- What the task asks:
Reproduce the listing below word for word.

- Supplied material:
────────────────────────────────────────

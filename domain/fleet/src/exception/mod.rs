use chrono::{DateTime, Utc};
use thiserror::Error;
use uuid::Uuid;

use crate::model::entity::ReservationStatus;

pub type FleetResult<T> = Result<T, FleetException>;

#[derive(Error, Debug)]
pub enum FleetException {
    #[error("Reservation window must end after it starts, got {starts_at} .. {ends_at}.")]
    InvalidWindow {
        starts_at: DateTime<Utc>,
        ends_at: DateTime<Utc>,
    },

    #[error("Odometer reading must be a non-negative number, got {value}.")]
    InvalidOdometer { value: f64 },

    #[error("Odometer end: {end} is lower than odometer start: {start}.")]
    OdometerRegression { start: f64, end: f64 },

    #[error("Reservation: {id} is {status}, only active reservations can be {action}.")]
    ReservationNotActive {
        id: Uuid,
        status: ReservationStatus,
        action: &'static str,
    },

    #[error("There is no reservation with id: {id}.")]
    ReservationNotFound { id: Uuid },
}

impl FleetException {
    /// Stable numeric code reported to callers.
    pub fn status(&self) -> u16 {
        match self {
            FleetException::InvalidWindow { .. } => 300,
            FleetException::InvalidOdometer { .. } => 301,
            FleetException::OdometerRegression { .. } => 302,
            FleetException::ReservationNotActive { .. } => 303,
            FleetException::ReservationNotFound { .. } => 304,
        }
    }
}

────────────────────────────────────────

- Your response:
filename domain/fleet/src/exception/mod.rs
use chrono::{DateTime, Utc};
use thiserror::Error;
use uuid::Uuid;

use crate::model::entity::ReservationStatus;

pub type FleetResult<T> = Result<T, FleetException>;

#[derive(Error, Debug)]
pub enum FleetException {
    #[error("Reservation window must end after it starts, got {starts_at} .. {ends_at}.")]
    InvalidWindow {
        starts_at: DateTime<Utc>,
        ends_at: DateTime<Utc>,
    },

    #[error("Odometer reading must be a non-negative number, got {value}.")]
    InvalidOdometer { value: f64 },

    #[error("Odometer end: {end} is lower than odometer start: {start}.")]
    OdometerRegression { start: f64, end: f64 },

    #[error("Reservation: {id} is {status}, only active reservations can be {action}.")]
    ReservationNotActive {
        id: Uuid,
        status: ReservationStatus,
        action: &'static str,
    },

    #[error("There is no reservation with id: {id}.")]
    ReservationNotFound { id: Uuid },
}

impl FleetException {
    /// Stable numeric code reported to callers.
    pub fn status(&self) -> u16 {
        match self {
            FleetException::InvalidWindow { .. } => 300,
            FleetException::InvalidOdometer { .. } => 301,
            FleetException::OdometerRegression { .. } => 302,
            FleetException::ReservationNotActive { .. } => 303,
            FleetException::ReservationNotFound { .. } => 304,
        }
    }
}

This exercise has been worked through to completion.